Scene change detection progress

Continuing the discussion from Topaz Video AI v3.2.6:

No, it’s super quick. One of the fastest video operations possible. I’m using a naive mean SAD on the next frame (one pixel diff operation per frame). This gives me SAD values for next frame and previous frames which I can compare against the current. With a very simple and cheap decision tree, it’s able to very accurately detect not only scene changes, but also duplicates. Took me 1h to implement the SAD computation. Training the model took a few more.

If topaz releases this in steps, they could spend 1h doing and testing the SAD calculation, 2h CUDA:fying while another person exposes a static threshold for their FFMPEG plugin. A third person could at the same time create a threshold input field and a toggle in the UI. Total estimated engineering time, including testing and code review: 2 days. Add QA and “mgmt meetings” to that, so multiply by PI. So one FTE week to get this out in a production ready state.

A subsequent release could train a model to (like I did) to detect the thresholds automatically, so zero user threshold configuration would be needed.

Point is, it’s a solved problem, trivial to implement and cheap. Costs almost nothing resource wise to run. It’s clearly just a matter of the Topaz backlog (other priorities) that prevents this from getting done.

3 Likes

@jojje

Well it’s beyond what I can do, though missing frame detection and recreation by interpolation seems to be possible from the GIThub discussion I linked to and that’s my main concern. They suggested that would be slow but may have used a different method of course - and ‘slow’ is relative anyway. Would your method work for that too?*

If it would work for missing frames and you post this information in the Ideas thread, maybe tag one of the devs then hopefully it will get some votes and can be added to the development list, as I think plenty of videos would benefit, from missing frame detection/interpolation especially when producing slow motion video.

Yes, it works for that as well. I implemented it as an avisynth plugin a decade ago.

Was developed to solve this exact problem :slight_smile:

PS. But as with all things avisynth, the plugins aren’t the most user friendly (many parameters and knobs). So am planning to re-implement the idea into a zero-configuration fully automated solution the day I get some free time. Also integrating it upstream directly in ffmpeg seems the best option, since 1) avisynth is windows-only while ffmpeg runs everywhere, and 2) I use ffmpeg anyway as part of all my pipelines so one less dependency (avisynth) would be great.

EDIT: Note the plugin I linked above doesn’t use the algorithm I mentioned (a different tool uses that). It’s only for fixing “missing frames”. The documentation page shows how to use it with another plugin (from another author) to decimate dupes as well. With these two plugins together you get a solution that will get rid of duplicate frames, and interpolate new frames when there is “skippy” motion. The caveat with both plugins is that they assume the dupe & skip frequency is constant within a given window (e.g. within each 25 frame segment). This is true for most CFR clips with these problems but not all clips. Creating a general solution for all cases is the improvement I was looking to tackle above.

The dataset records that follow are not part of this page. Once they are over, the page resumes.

//! System configuration with sensible defaults.

// Layer 1: Standard library
use std::time::Duration;

// Layer 2: Third-party
use serde::{Deserialize, Serialize};

// Layer 3: Internal
// (none initially)

/// Default mailbox capacity for bounded mailboxes
pub const DEFAULT_MAILBOX_CAPACITY: usize = 1000;

/// Default timeout for actor spawn operations (5 seconds)
pub const DEFAULT_SPAWN_TIMEOUT: Duration = Duration::from_secs(5);

/// Default timeout for graceful system shutdown (30 seconds)
pub const DEFAULT_SHUTDOWN_TIMEOUT: Duration = Duration::from_secs(30);

/// Default deadline for a single actor's cooperative stop (5 seconds)
pub const DEFAULT_ACTOR_STOP_TIMEOUT: Duration = Duration::from_secs(5);

/// Default maximum concurrent actors (0 = unlimited)
pub const DEFAULT_MAX_ACTORS: usize = 0;

/// Default metrics collection setting (disabled following YAGNI ยง6.1)
pub const DEFAULT_ENABLE_METRICS: bool = false;

/// System-wide configuration for actor runtime.
///
/// Provides sensible defaults following ยง6.1 YAGNI principles.
///
/// # Examples
///
/// ```rust
/// use sdsc_rt::system::{SystemConfig, DEFAULT_MAILBOX_CAPACITY};
/// use std::time::Duration;
///
/// // Use default configuration
/// let config = SystemConfig::default();
/// assert_eq!(config.default_mailbox_capacity, DEFAULT_MAILBOX_CAPACITY);
///
/// // Use builder for custom configuration
/// let config = SystemConfig::builder()
///     .with_mailbox_capacity(500)
///     .with_spawn_timeout(Duration::from_secs(10))
///     .build()
///     .unwrap();
/// assert_eq!(config.default_mailbox_capacity, 500);
/// ```
#[derive(Debug, Clone, Serialize, Deserialize)]
pub struct SystemConfig {
    /// Default mailbox capacity for bounded mailboxes
    pub default_mailbox_capacity: usize,

    /// Timeout for actor spawn operations
    pub spawn_timeout: Duration,

    /// Timeout for graceful system shutdown
    pub shutdown_timeout: Duration,

    /// Deadline for a single actor's cooperative stop before it is abandoned
    /// and its address force-freed
    pub actor_stop_timeout: Duration,

    /// Maximum concurrent actors (0 = unlimited)
    pub max_actors: usize,

    /// Enable system metrics collection (disabled by default - YAGNI)
    pub enable_metrics: bool,
}

impl Default for SystemConfig {
    fn default() -> Self {
        Self {
            default_mailbox_capacity: DEFAULT_MAILBOX_CAPACITY,
            spawn_timeout: DEFAULT_SPAWN_TIMEOUT,
            shutdown_timeout: DEFAULT_SHUTDOWN_TIMEOUT,
            actor_stop_timeout: DEFAULT_ACTOR_STOP_TIMEOUT,
            max_actors: DEFAULT_MAX_ACTORS,
            enable_metrics: DEFAULT_ENABLE_METRICS,
        }
    }
}

impl SystemConfig {
    /// Create a new configuration builder.
    ///
    /// # Examples
    ///
    /// ```rust
    /// use sdsc_rt::system::SystemConfig;
    /// use std::time::Duration;
    ///
    /// let config = SystemConfig::builder()
    ///     .with_mailbox_capacity(500)
    ///     .with_max_actors(100)
    ///     .build()
    ///     .unwrap();
    /// ```
    pub fn builder() -> SystemConfigBuilder {
        SystemConfigBuilder::default()
    }

    /// Validate configuration values.
    ///
    /// Returns `Err` if any configuration value is invalid.
    pub fn validate(&self) -> Result<(), String> {
        if self.default_mailbox_capacity == 0 {
            return Err("default_mailbox_capacity must be > 0".to_string());
        }

        if self.spawn_timeout.as_secs() == 0 && self.spawn_timeout.as_millis() == 0 {
            return Err("spawn_timeout must be > 0".to_string());
        }

        if self.shutdown_timeout.as_secs() == 0 && self.shutdown_timeout.as_millis() == 0 {
            return Err("shutdown_timeout must be > 0".to_string());
        }

        Ok(())
    }
}

/// Builder for SystemConfig with fluent API.
///
/// Follows Builder Pattern for ergonomic configuration.
#[derive(Debug, Default)]
pub struct SystemConfigBuilder {
    config: SystemConfig,
}

impl SystemConfigBuilder {
    /// Set default mailbox capacity for bounded mailboxes.
    ///
    /// # Examples
    ///
    /// ```rust
    /// use sdsc_rt::system::SystemConfig;
    ///
    /// let config = SystemConfig::builder()
    ///     .with_mailbox_capacity(500)
    ///     .build()
    ///     .unwrap();
    /// assert_eq!(config.default_mailbox_capacity, 500);
    /// ```
    pub fn with_mailbox_capacity(mut self, capacity: usize) -> Self {
        self.config.default_mailbox_capacity = capacity;
        self
    }

    /// Set timeout for actor spawn operations.
    ///
    /// # Examples
    ///
    /// ```rust
    /// use sdsc_rt::system::SystemConfig;
    /// use std::time::Duration;
    ///
    /// let config = SystemConfig::builder()
    ///     .with_spawn_timeout(Duration::from_secs(10))
    ///     .build()
    ///     .unwrap();
    /// assert_eq!(config.spawn_timeout, Duration::from_secs(10));
    /// ```
    pub fn with_spawn_timeout(mut self, timeout: Duration) -> Self {
        self.config.spawn_timeout = timeout;
        self
    }

    /// Set timeout for graceful system shutdown.
    ///
    /// # Examples
    ///
    /// ```rust
    /// use sdsc_rt::system::SystemConfig;
    /// use std::time::Duration;
    ///
    /// let config = SystemConfig::builder()
    ///     .with_shutdown_timeout(Duration::from_secs(60))
    ///     .build()
    ///     .unwrap();
    /// assert_eq!(config.shutdown_timeout, Duration::from_secs(60));
    /// ```
    pub fn with_shutdown_timeout(mut self, timeout: Duration) -> Self {
        self.config.shutdown_timeout = timeout;
        self
    }

    /// Set the deadline for a single actor's cooperative stop.
    pub fn with_actor_stop_timeout(mut self, timeout: Duration) -> Self {
        self.config.actor_stop_timeout = timeout;
        self
    }

    /// Set maximum number of concurrent actors (0 = unlimited).
    ///
    /// # Examples
    ///
    /// ```rust
    /// use sdsc_rt::system::SystemConfig;
    ///
    /// let config = SystemConfig::builder()
    ///     .with_max_actors(100)
    ///     .build()
    ///     .unwrap();
    /// assert_eq!(config.max_actors, 100);
    /// ```
    pub fn with_max_actors(mut self, max: usize) -> Self {
        self.config.max_actors = max;
        self
    }

    /// Enable or disable system metrics collection.
    ///
    /// Disabled by default following YAGNI principle.
    ///
    /// # Examples
    ///
    /// ```rust
    /// use sdsc_rt::system::SystemConfig;
    ///
    /// let config = SystemConfig::builder()
    ///     .with_metrics(true)
    ///     .build()
    ///     .unwrap();
    /// assert!(config.enable_metrics);
    /// ```
    pub fn with_metrics(mut self, enabled: bool) -> Self {
        self.config.enable_metrics = enabled;
        self
    }

    /// Build and validate the configuration.
    ///
    /// Returns `Err` if configuration is invalid.
    ///
    /// # Examples
    ///
    /// ```rust
    /// use sdsc_rt::system::SystemConfig;
    ///
    /// // Valid configuration
    /// let config = SystemConfig::builder()
    ///     .with_mailbox_capacity(500)
    ///     .build();
    /// assert!(config.is_ok());
    ///
    /// // Invalid configuration
    /// let invalid = SystemConfig::builder()
    ///     .with_mailbox_capacity(0)
    ///     .build();
    /// assert!(invalid.is_err());
    /// ```
    pub fn build(self) -> Result<SystemConfig, String> {
        self.config.validate()?;
        Ok(self.config)
    }
}

#[cfg(test)]
mod tests {
    use super::*;

    #[test]
    fn test_default_config() {
        let config = SystemConfig::default();
        assert_eq!(config.default_mailbox_capacity, 1000);
        assert_eq!(config.spawn_timeout, Duration::from_secs(5));
        assert_eq!(config.shutdown_timeout, Duration::from_secs(30));
        assert_eq!(config.max_actors, 0);
        assert!(!config.enable_metrics);
    }

    #[test]
    fn test_config_validation_success() {
        let config = SystemConfig::default();
        assert!(config.validate().is_ok());
    }

    #[test]
    fn test_config_validation_zero_capacity() {
        let invalid = SystemConfig {
            default_mailbox_capacity: 0,
            ..Default::default()
        };
        let result = invalid.validate();
        assert!(result.is_err());
        assert!(result.unwrap_err().contains("mailbox_capacity"));
    }

    #[test]
    fn test_config_validation_zero_spawn_timeout() {
        let invalid = SystemConfig {
            spawn_timeout: Duration::from_secs(0),
            ..Default::default()
        };
        let result = invalid.validate();
        assert!(result.is_err());
        assert!(result.unwrap_err().contains("spawn_timeout"));
    }

    #[test]
    fn test_config_validation_zero_shutdown_timeout() {
        let invalid = SystemConfig {
            shutdown_timeout: Duration::from_secs(0),
            ..Default::default()
        };
        let result = invalid.validate();
        assert!(result.is_err());
        assert!(result.unwrap_err().contains("shutdown_timeout"));
    }

    #[test]
    fn test_builder_default() {
        let config = SystemConfig::builder().build().unwrap();
        assert_eq!(config.default_mailbox_capacity, 1000);
    }

    #[test]
    fn test_builder_with_capacity() {
        let config = SystemConfig::builder()
            .with_mailbox_capacity(500)
            .build()
            .unwrap();
        assert_eq!(config.default_mailbox_capacity, 500);
    }

    #[test]
    fn test_builder_with_spawn_timeout() {
        let config = SystemConfig::builder()
            .with_spawn_timeout(Duration::from_secs(10))
            .build()
            .unwrap();
        assert_eq!(config.spawn_timeout, Duration::from_secs(10));
    }

    #[test]
    fn test_builder_with_shutdown_timeout() {
        let config = SystemConfig::builder()
            .with_shutdown_timeout(Duration::from_secs(60))
            .build()
            .unwrap();
        assert_eq!(config.shutdown_timeout, Duration::from_secs(60));
    }

    #[test]
    fn test_builder_with_max_actors() {
        let config = SystemConfig::builder()
            .with_max_actors(100)
            .build()
            .unwrap();
        assert_eq!(config.max_actors, 100);
    }

    #[test]
    fn test_builder_with_metrics() {
        let config = SystemConfig::builder().with_metrics(true).build().unwrap();
        assert!(config.enable_metrics);
    }

    #[test]
    fn test_builder_multiple_options() {
        let config = SystemConfig::builder()
            .with_mailbox_capacity(500)
            .with_spawn_timeout(Duration::from_secs(10))
            .with_shutdown_timeout(Duration::from_secs(60))
            .with_max_actors(100)
            .with_metrics(true)
            .build()
            .unwrap();

        assert_eq!(config.default_mailbox_capacity, 500);
        assert_eq!(config.spawn_timeout, Duration::from_secs(10));
        assert_eq!(config.shutdown_timeout, Duration::from_secs(60));
        assert_eq!(config.max_actors, 100);
        assert!(config.enable_metrics);
    }

    #[test]
    fn test_builder_validation_failure() {
        let result = SystemConfig::builder().with_mailbox_capacity(0).build();
        assert!(result.is_err());
    }

    #[test]
    fn test_serialization_json() {
        let config = SystemConfig::default();
        let json = serde_json::to_string(&config).unwrap();
        let deserialized: SystemConfig = serde_json::from_str(&json).unwrap();

        assert_eq!(
            config.default_mailbox_capacity,
            deserialized.default_mailbox_capacity
        );
        assert_eq!(config.max_actors, deserialized.max_actors);
        assert_eq!(config.enable_metrics, deserialized.enable_metrics);
    }

    #[test]
    fn test_config_clone() {
        let config1 = SystemConfig::default();
        let config2 = config1.clone();

        assert_eq!(
            config1.default_mailbox_capacity,
            config2.default_mailbox_capacity
        );
    }

    #[test]
    fn test_config_debug() {
        let config = SystemConfig::default();
        let debug = format!("{:?}", config);
        assert!(debug.contains("SystemConfig"));
    }
}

Still, this solution that currently exist in the form of these plugins do a heck of a better job than VAI in general in terms of smooth motion. Where VAI trumps is on the very good interpolation quality when it works. I tend to NOT use VAI for interpolation or decimation, since the models fail completely when dupes and skips aren’t evenly spaced. I rather prefer a bit worse interpolation picture quality to juddery motion, and using the plugins gives me the latter.

I’d love to see scene detection capability added as well; My use case is converting 29.97 to 25 fps. I wonder if anyone has tried a CLI approach, where the output of an existing scene detection process is directed downstream for TVAI to process. Does anyone know of a similar example / model?

Seems like it would be no harder than Replace Duplicate Frames, which already exists.